Second, before I get too far let me admit that I have now reached my heaviest ever weight, about ten pounds heavier than my natural set point with no muscle tone left. Push-ups, planks and heel-touch crunches used to be my jam– I could do 20 push-ups, a sixty-second plank and 100 heel touches without feeling tired or compromised.
At one point I had visible abdominal muscles, then I had abdominal muscles like stone beneath a layer of fat. That is now done. I struggle to walk up hill. I have no muscle tone. Where I once used 25-pound dumbbells for my bicep curls, I now huff and puff with ten.
This past year has been cruel.
This is the owning up portion of today’s blog. Yesterday, I woke up exhausted and hot but still motivated myself to do an ab workout. But then, I didn’t quite meet my step goal. And ate half a Papa John’s pizza and an order of their jalapeno popper bread bites. I meant to share them with the teenager but they were way too spicy. And I ate them all, even though they were kinda gross.
I blame Dominos for the pizza binge as they sent me a push notification that they had two new pizzas–chicken taco and cheeseburger–but both turned out to sound boring and the $5.99 promotion seemed unavailable so rather than order my free two topping I spent $26 at Papa Johns.
The Zesty Italian or Tangy Italian, or whatever pie it was, was delicious in that trashy kind of way (though I hate Papa John’s tomato sauce I am reminded now). And the meal has led to a type of intestinal distress I don’t normally experience. I also gained 3 pounds.
The teenager tells me the pizza was good, but Dominos is better in her adolescent opinion.
Speaking of adolescent behavior, the teenager went back-to-school shopping with the paternal grandparents. She wanted a milkshake from Sheetz for lunch and her grandparents vetoed that and took her to a diner she does not like. I will withhold the name here as it is a fairly popular spot.
So she came home a little upset over the meal situation as she had just had “the worst quesadilla of my life.” She pined for that milkshake as it is 90+ degrees outside and she has marching band tonight.
“Mom,” she said. “If you buy me a milkshake at Sheetz, I won’t eat anything else today.”
I told her to throw in some extra chores and we could talk. She agreed. I downloaded the Sheetz app as these days, I don’t go anywhere without looking for coupons. I went to create my Sheetz account. Now, my husband has the Sheetz card. I have the Sheetz key ring.

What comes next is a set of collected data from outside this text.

//! Sensor Sanitizer
//!
//! Parses the raw channel map into typed readings and guards the control
//! logic against implausible values. Loop temperatures outside physical
//! bounds are replaced with the last accepted value, so a single bad scan
//! (open thermistor, RS-485 glitch) cannot yank the staging logic around.
//! Currents and vibrations arrive pre-converted and are taken as-is; a value
//! that fails to parse reads as 0.0, which never trips a fault on its own.

use crate::config::{ChannelMap, PlantConfig};
use crate::ids::{PerPump, PerTower, Pump};
use crate::snapshot::{RawSnapshot, SensorReadings};
use serde::{Deserialize, Serialize};
use tracing::warn;

/// Accepted range for the four loop temperatures, °F.
const LOOP_TEMP_RANGE: (f64, f64) = (40.0, 120.0);
/// Accepted range for the outdoor temperature, °F.
const OUTDOOR_RANGE: (f64, f64) = (-20.0, 120.0);
/// Outdoor value used when the reading is missing or implausible, °F.
const OUTDOOR_DEFAULT: f64 = 60.0;
/// Substitution warnings are emitted once per this many cycles.
const LOG_DECIMATION: u64 = 16;

/// The most recent accepted value for each loop temperature.
///
/// Seeded with mild mid-range values so the first cycles after a cold boot
/// with a dead sensor neither stage towers nor trip the cold shutdown.
#[derive(Debug, Clone, Copy, PartialEq, Serialize, Deserialize)]
pub struct LastGoodTemps {
    pub tower_supply_f: f64,
    pub tower_return_f: f64,
    pub hp_return_f: f64,
    pub hp_supply_f: f64,
}

impl Default for LastGoodTemps {
    fn default() -> Self {
        Self {
            tower_supply_f: 75.0,
            tower_return_f: 85.0,
            hp_return_f: 85.0,
            hp_supply_f: 75.0,
        }
    }
}

/// Parses and validates one cycle's raw snapshot.
///
/// `last_good` is updated only with values that pass validation. `tick`
/// drives the deterministic decimation of substitution warnings.
pub fn sanitize(
    cfg: &PlantConfig,
    raw: &RawSnapshot,
    last_good: &mut LastGoodTemps,
    tick: u64,
) -> SensorReadings {
    let (supply_key, return_key, hp_return_key, hp_supply_key) = match cfg.channel_map {
        ChannelMap::Legacy => ("CH1", "CH2", "CH9", "CH10"),
        ChannelMap::Optimized => ("CH10", "CH9", "CH1", "CH2"),
    };

    let tower_supply_f = loop_temp(raw, supply_key, &mut last_good.tower_supply_f, tick);
    let tower_return_f = loop_temp(raw, return_key, &mut last_good.tower_return_f, tick);
    let hp_return_f = loop_temp(raw, hp_return_key, &mut last_good.hp_return_f, tick);
    let hp_supply_f = loop_temp(raw, hp_supply_key, &mut last_good.hp_supply_f, tick);

    let outdoor_f = match channel_f64(raw, "outdoorTemp") {
        Some(v) if (OUTDOOR_RANGE.0..=OUTDOOR_RANGE.1).contains(&v) => v,
        Some(v) => {
            if tick % LOG_DECIMATION == 0 {
                warn!(channel = "outdoorTemp", value = v, "outdoor reading out of range, using default");
            }
            OUTDOOR_DEFAULT
        }
        None => OUTDOOR_DEFAULT,
    };

    let setpoint_f = channel_f64(raw, "userSetpoint").unwrap_or(cfg.default_setpoint_f);

    // AI1/AI2 are tower 1's two VFD legs, AI3/AI4 tower 2's, AI5/AI6 tower 3's.
    let vfd_currents_a = PerTower::from_fn(|t| {
        let base = t.index() * 2;
        [
            channel_f64(raw, &format!("AI{}", base + 1)).unwrap_or(0.0),
            channel_f64(raw, &format!("AI{}", base + 2)).unwrap_or(0.0),
        ]
    });

    let pump_currents_a = PerPump::from_fn(|p| {
        let key = match p {
            Pump::One => "CH8",
            Pump::Two => "CH5",
            Pump::Three => "CH6",
        };
        channel_f64(raw, key).unwrap_or(0.0)
    });

    let vibration_mm_s =
        PerTower::from_fn(|t| channel_f64(raw, &format!("WTV801_{}", t.number())).unwrap_or(0.0));

    SensorReadings {
        tower_supply_f,
        tower_return_f,
        hp_return_f,
        hp_supply_f,
        outdoor_f,
        setpoint_f,
        vfd_currents_a,
        pump_currents_a,
        vibration_mm_s,
    }
}

/// Validates one loop temperature against physical bounds, falling back to
/// (and otherwise refreshing) the last accepted value.
fn loop_temp(raw: &RawSnapshot, key: &str, last_good: &mut f64, tick: u64) -> f64 {
    match channel_f64(raw, key) {
        Some(v) if (LOOP_TEMP_RANGE.0..=LOOP_TEMP_RANGE.1).contains(&v) => {
            *last_good = v;
            v
        }
        Some(v) => {
            if tick % LOG_DECIMATION == 0 {
                warn!(channel = key, value = v, last_good = *last_good, "loop temperature out of range, holding last good");
            }
            *last_good
        }
        None => *last_good,
    }
}

/// Parses a channel as f64, treating missing, empty, and unparseable values
/// alike as absent.
fn channel_f64(raw: &RawSnapshot, key: &str) -> Option<f64> {
    raw.get(key)
        .map(str::trim)
        .filter(|s| !s.is_empty())
        .and_then(|s| s.parse::<f64>().ok())
        .filter(|v| v.is_finite())
}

The Sheetz card has a security code that the key ring does not.
You need the security card. The app forces me to call customer service.
Customer service tells me I have to find my security code, have my husband call them and say it’s okay, or use the general random Sheetz card.

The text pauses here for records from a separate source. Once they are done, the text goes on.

//! Monitoring Pass
//!
//! Warning-level checks run after the automatic decisions: vibration in the
//! warning band and VFD current approaching its critical limit. An affected
//! tower keeps running but its fan is clamped down, and the ramp memory is
//! rewritten so the clamp does not cause a step change when it releases.

use crate::config::PlantConfig;
use crate::fault::Fault;
use crate::ids::{AlarmStatus, Tower};
use crate::output::CommandSnapshot;
use crate::snapshot::SensorReadings;
use crate::state::EngineState;
use tracing::warn;

/// Raises warning faults and clamps offending fan speeds.
pub fn pass(
    cfg: &PlantConfig,
    readings: &SensorReadings,
    state: &mut EngineState,
    out: &mut CommandSnapshot,
) {
    let mut any_warning = false;

    for tower in Tower::ALL {
        let mut tower_warning = false;

        if !cfg.bypasses.vibration {
            let v = readings.vibration_mm_s[tower];
            if v >= cfg.vibration.warning_mm_s && v <= cfg.vibration.critical_mm_s {
                warn!(%tower, vibration = v, "vibration in warning band");
                out.fault_conditions
                    .push(Fault::HighVibrationWarning(tower).to_string());
                tower_warning = true;
            }
        }

        if !cfg.bypasses.current {
            let i = readings.max_vfd_current(tower);
            if i >= cfg.current.vfd_warning_a && i < cfg.current.vfd_critical_a {
                warn!(%tower, current = i, "VFD current in warning band");
                out.fault_conditions
                    .push(Fault::VfdCurrentWarning(tower).to_string());
                tower_warning = true;
            }
        }

        if tower_warning {
            any_warning = true;
            let cmd = &mut out.towers[tower];
            if cmd.fan_speed_v > cfg.fan.warning_clamp_v {
                warn!(%tower, from = cmd.fan_speed_v, to = cfg.fan.warning_clamp_v, "clamping fan for warning fault");
                cmd.fan_speed_v = cfg.fan.warning_clamp_v;
                if let Some(ramp) = &mut state.ramps[tower] {
                    ramp.current_v = cfg.fan.warning_clamp_v;
                }
            }
        }
    }

    if any_warning && out.alarm != AlarmStatus::Critical {
        out.alarm = AlarmStatus::Warning;
    }
}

To which I say, “If I use a random card, I won’t get the points. Isn’t that the point of the loyalty app?”
I launch into a fiery tirade. Because our Sheetz card/account is in my husband’s name, I cannot log into the Sheetz app. I find it odd that a loyalty app would have such strict security. I merely want to look for coupons and then go buy my daughter a milkshake.
Well, poor talented and patient Justin the Customer Service rep tells me, some people have credit card information in the app.

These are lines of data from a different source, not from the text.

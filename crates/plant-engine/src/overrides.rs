//! Manual Override Merger
//!
//! The last pass before the snapshot leaves the engine. Operator commands
//! are authoritative over every automatic decision made this cycle,
//! including the monitoring clamps; only the safety gate, which runs first
//! and short-circuits the cycle, outranks them.

use crate::config::PlantConfig;
use crate::ids::{Pump, Tower};
use crate::output::{CommandSnapshot, ValveCommand};
use crate::snapshot::UiCommands;
use tracing::info;

/// Applies UI overrides onto the automatic output.
pub fn merge(cfg: &PlantConfig, ui: &UiCommands, out: &mut CommandSnapshot) {
    if let Some(mode) = ui.control_mode {
        out.control_mode = mode;
    }

    for tower in Tower::ALL {
        let ov = &ui.towers[tower];
        let cmd = &mut out.towers[tower];

        if let Some(speed) = ov.fan_speed_v {
            cmd.fan_speed_v = legal_speed(cfg, speed);
        }
        if let Some(enable) = ov.vfd_enable {
            cmd.vfd_enable = enable;
            if enable {
                if cmd.fan_speed_v <= 0.0 {
                    cmd.fan_speed_v = cfg.fan.min_voltage;
                }
                cmd.isolation_valve = ValveCommand::Open;
            } else {
                cmd.fan_speed_v = 0.0;
                cmd.isolation_valve = ValveCommand::Close;
            }
        }
        if let Some(heater) = ov.heater_enable {
            cmd.heater_enable = heater;
        }
    }

    if let Some(bypass) = ui.bypass_valve_v {
        out.bypass_valve_v = bypass.clamp(cfg.valve.min_voltage, cfg.valve.max_voltage);
    }
    if let Some(tempering) = ui.tempering_valve_v {
        out.tempering_valve_v = tempering.clamp(cfg.valve.min_voltage, cfg.valve.max_voltage);
    }

    // Master disable wins over everything above. Heaters stay with the
    // freeze-protection decision: they guard the equipment, not the load.
    if ui.system_enabled == Some(false) {
        info!("system disabled by operator");
        for tower in Tower::ALL {
            let cmd = &mut out.towers[tower];
            cmd.vfd_enable = false;
            cmd.fan_speed_v = 0.0;
            cmd.isolation_valve = ValveCommand::Close;
        }
        for pump in Pump::ALL {
            out.pumps[pump] = false;
        }
        out.bypass_valve_v = cfg.valve.min_voltage;
        out.tempering_valve_v = cfg.valve.min_voltage;
        out.cooling_demand_pct = 0.0;
    }
}

/// Coerces an operator speed request into the drive's legal set:
/// non-positive values read as off, anything else lands in the usable span.
fn legal_speed(cfg: &PlantConfig, requested: f64) -> f64 {
    if requested <= 0.0 {
        0.0
    } else {
        requested.clamp(cfg.fan.min_voltage, cfg.fan.max_voltage)
    }
}
//! Equipment identifiers and status enumerations.
//!
//! Towers and pumps are addressed by small enums rather than string keys, so
//! per-unit data lives in plain arrays ([`PerTower`], [`PerPump`]) and a
//! mistyped key is a compile error instead of a silent `None`.

use serde::{Deserialize, Serialize};
use std::fmt;
use std::ops::{Index, IndexMut};

/// One of the three cooling towers.
#[derive(Debug, Clone, Copy, PartialEq, Eq, Hash, Serialize, Deserialize)]
pub enum Tower {
    One,
    Two,
    Three,
}

impl Tower {
    /// All towers in fixed declaration order.
    pub const ALL: [Tower; 3] = [Tower::One, Tower::Two, Tower::Three];

    /// Zero-based array index.
    pub fn index(self) -> usize {
        match self {
            Tower::One => 0,
            Tower::Two => 1,
            Tower::Three => 2,
        }
    }

    /// One-based equipment number, as used in fault strings and telemetry.
    pub fn number(self) -> u8 {
        self.index() as u8 + 1
    }

    /// The successor in rotation order (wraps 3 → 1).
    pub fn next(self) -> Tower {
        match self {
            Tower::One => Tower::Two,
            Tower::Two => Tower::Three,
            Tower::Three => Tower::One,
        }
    }

    /// Duty order starting from the given lead: `[lead, lag1, lag2]`.
    pub fn duty_order(lead: Tower) -> [Tower; 3] {
        [lead, lead.next(), lead.next().next()]
    }
}

impl fmt::Display for Tower {
    fn fmt(&self, f: &mut fmt::Formatter<'_>) -> fmt::Result {
        write!(f, "tower{}", self.number())
    }
}

/// One of the three circulation pumps.
#[derive(Debug, Clone, Copy, PartialEq, Eq, Hash, Serialize, Deserialize)]
pub enum Pump {
    One,
    Two,
    Three,
}

impl Pump {
    /// All pumps in fixed declaration order.
    pub const ALL: [Pump; 3] = [Pump::One, Pump::Two, Pump::Three];

    /// Zero-based array index.
    pub fn index(self) -> usize {
        match self {
            Pump::One => 0,
            Pump::Two => 1,
            Pump::Three => 2,
        }
    }

    /// One-based equipment number.
    pub fn number(self) -> u8 {
        self.index() as u8 + 1
    }

    /// The successor in rotation order (wraps 3 → 1).
    pub fn next(self) -> Pump {
        match self {
            Pump::One => Pump::Two,
            Pump::Two => Pump::Three,
            Pump::Three => Pump::One,
        }
    }
}

impl fmt::Display for Pump {
    fn fmt(&self, f: &mut fmt::Formatter<'_>) -> fmt::Result {
        write!(f, "pump{}", self.number())
    }
}

/// The plant-wide alarm level reported with every command snapshot.
#[derive(Debug, Clone, Copy, PartialEq, Eq, Serialize, Deserialize)]
#[serde(rename_all = "lowercase")]
pub enum AlarmStatus {
    Normal,
    Warning,
    Critical,
    Error,
}

/// The supervisory control mode.
#[derive(Debug, Clone, Copy, PartialEq, Eq, Serialize, Deserialize)]
#[serde(rename_all = "lowercase")]
pub enum ControlMode {
    Auto,
    Manual,
    Error,
}

/// A value per tower, indexable by [`Tower`].
#[derive(Debug, Clone, Copy, PartialEq, Serialize, Deserialize)]
#[serde(transparent)]
pub struct PerTower<T>(pub [T; 3]);

impl<T> PerTower<T> {
    /// Builds a map by evaluating `f` for each tower in order.
    pub fn from_fn(mut f: impl FnMut(Tower) -> T) -> Self {
        Self([f(Tower::One), f(Tower::Two), f(Tower::Three)])
    }

    /// Iterates `(tower, value)` pairs in declaration order.
    pub fn iter(&self) -> impl Iterator<Item = (Tower, &T)> {
        Tower::ALL.iter().map(move |&t| (t, &self.0[t.index()]))
    }
}

impl<T: Clone> PerTower<T> {
    /// A map holding the same value for every tower.
    pub fn uniform(value: T) -> Self {
        Self([value.clone(), value.clone(), value])
    }
}

impl<T> Index<Tower> for PerTower<T> {
    type Output = T;
    fn index(&self, tower: Tower) -> &T {
        &self.0[tower.index()]
    }
}

impl<T> IndexMut<Tower> for PerTower<T> {
    fn index_mut(&mut self, tower: Tower) -> &mut T {
        &mut self.0[tower.index()]
    }
}

/// A value per pump, indexable by [`Pump`].
#[derive(Debug, Clone, Copy, PartialEq, Serialize, Deserialize)]
#[serde(transparent)]
pub struct PerPump<T>(pub [T; 3]);

impl<T> PerPump<T> {
    /// Builds a map by evaluating `f` for each pump in order.
    pub fn from_fn(mut f: impl FnMut(Pump) -> T) -> Self {
        Self([f(Pump::One), f(Pump::Two), f(Pump::Three)])
    }

    /// Iterates `(pump, value)` pairs in declaration order.
    pub fn iter(&self) -> impl Iterator<Item = (Pump, &T)> {
        Pump::ALL.iter().map(move |&p| (p, &self.0[p.index()]))
    }
}

impl<T: Clone> PerPump<T> {
    /// A map holding the same value for every pump.
    pub fn uniform(value: T) -> Self {
        Self([value.clone(), value.clone(), value])
    }
}

impl<T> Index<Pump> for PerPump<T> {
    type Output = T;
    fn index(&self, pump: Pump) -> &T {
        &self.0[pump.index()]
    }
}

impl<T> IndexMut<Pump> for PerPump<T> {
    fn index_mut(&mut self, pump: Pump) -> &mut T {
        &mut self.0[pump.index()]
    }
}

Yes, I say, but this one does not, because this account has never downloaded the app. So it does not have anything in it. I added that I can tell him my husband’s birthday and his social security number and probably the password he used if we ever tried to set up an online account. But he still needs my husband’s permission.
So I tell him that I refinanced my car over the phone the other day, and that I stayed on the line while the previous loan holder talked to my new financer. That I gave them my permission to share my account information with my new bank.
If I can do that over the phone, I should be able to buy a damn milkshake for my kid.
As a compromise, he called my husband at work and asked if he was allowed to give me access to our Sheetz loyalty account. My husband, of course, said yes.
He told the teenager via text that the customer service people didn’t verify his identity. They asked for no proof that he was indeed my husband.
Now let me add that if I were vindictive, because after all my husband and I have been separated for 14 months, why would I go to the trouble to steal his Sheetz loyalty number which is 16 digits, hack into his account, and run up his credit card with Sheetz purchases? Perhaps I would go squander his non-existent stockpile of reward points.
The app apprised me that we had 523 loyalty reward points and Sheetz requires 500 for a free regular milkshake.
I bought myself a pretzel with nacho cheese sauce and while the cheese sauce had a barely perceptible layer of spice to it, it had no flavor whatsoever.
The teenager enjoyed her milkshake.
Their mobile order system is very convenient.